Кусты совсем близко, рукой подать. За ними — мелкие деревца. Она прибавляет ходу. Оглядывается. «Никого!» И стремглав бросается в чащу.
Через трое суток Мария, в разодранной одежде, исцарапанная, голодная, вышла в расположение бригады. Для товарищей-партизан возвращение человека, которого считали погибшим, — самый светлый праздник. И каждый спешит воскресшего обласкать, высказать приязнь и внимание.
Командир бригады был прав: когда Мария исчезла, он верил, что она вернется. Что это — случайность? Нет. Авторитет Александра Германа не строился на случайностях. Будучи недюжинным человеком, держа в голове все и вся, он примерно знал (или догадывался), как его разведчик будет вести себя в чрезвычайных обстоятельствах. Авторитет командира — святая вещь.
А другое качество Германа человечность — спасла жизнь хозяину явки Лапину.
* * *Ситуация была вроде ясная и простая. Хрусталева исчезла. Большая вероятность, что ее схватили на явке. А хозяин явки жив и здоров, «ничего не знает». Значит — хозяин… Время было жестокое. Малейшее подозрение — и человека ставили к стенке. Ради жизни всех остальных, бригады. «Расстрелять мы всегда успеем, повременить!» — решил командир бригады.
— Дядя Коля, который мне в отцы годился, плакал как ребенок, когда я вернулась, — говорит Мария Арсентьевна.
Я спросил о судьбе Николая Ивановича Лапина. И Хрусталева дала мне адрес, тот самый адрес явки в деревне Сивково, где и сейчас живет Николай Иванович.
А у Марии Арсентьевны, когда она вернулась в бригаду, случилась еще одна встреча, страшная и нежданная. После того, как разведчица подробно, в деталях, отчиталась о всем случившемся, начальник Особого отдела долго молчал, что-то взвешивая про себя, и наконец сказал Хрусталевой:
— Ты вот что: зайди ко мне через два часа. Кого увидишь — молчи!

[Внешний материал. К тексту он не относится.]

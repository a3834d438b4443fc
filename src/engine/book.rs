//! Opening book: exact FEN -> candidate moves in UCI notation.

use std::collections::HashMap;

use crate::rules::Rules;

const STARTPOS_FEN: &str = "rnbqkbnr/pppppppp/8/8/8/8/PPPPPPPP/RNBQKBNR w KQkq - 0 1";

/// Placeholder book. A position matches only if its full FEN, move counters
/// included, is identical to a stored key.
#[derive(Clone, Debug, Default)]
pub struct OpeningBook {
    /// One or more UCI moves per FEN. Repeating a move raises its weight.
    entries: HashMap<String, Vec<String>>,
}

impl OpeningBook {
    /// The built-in book: 1. e4 from the start position.
    pub fn standard() -> Self {
        let mut book = OpeningBook::default();
        book.insert(STARTPOS_FEN, "e2e4");
        book
    }

    pub fn insert(&mut self, fen: &str, uci: &str) {
        self.entries
            .entry(fen.trim().to_string())
            .or_default()
            .push(uci.to_string());
    }

    /// Probe the book for the current position. Returns a random legal book move if any.
    pub fn probe<R: Rules>(&self, pos: &R) -> Option<R::Move> {
        let moves = self.entries.get(&pos.fen())?;
        if moves.is_empty() {
            return None;
        }
        let uci = moves.get(rand::random::<u64>() as usize % moves.len())?;
        pos.parse_uci(uci).ok()
    }

    pub fn len(&self) -> usize {
        self.entries.len()
    }

    pub fn is_empty(&self) -> bool {
        self.entries.is_empty()
    }
}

Через два часа разведчица явилась в штаб. На скамье — скромна, подтянута, вежлива, улыбаясь чему-то, — сидела Фруза. Та самая Фруза Михайловна из Волышовской комендатуры. И вдруг она увидела, узнала Хрусталеву. На ее лице застыл ужас. А Хрусталева молчала, как было приказано, хотя внутри клокотала ненависть. Фруза тоже молчала, откинувшись на скамью от слабости.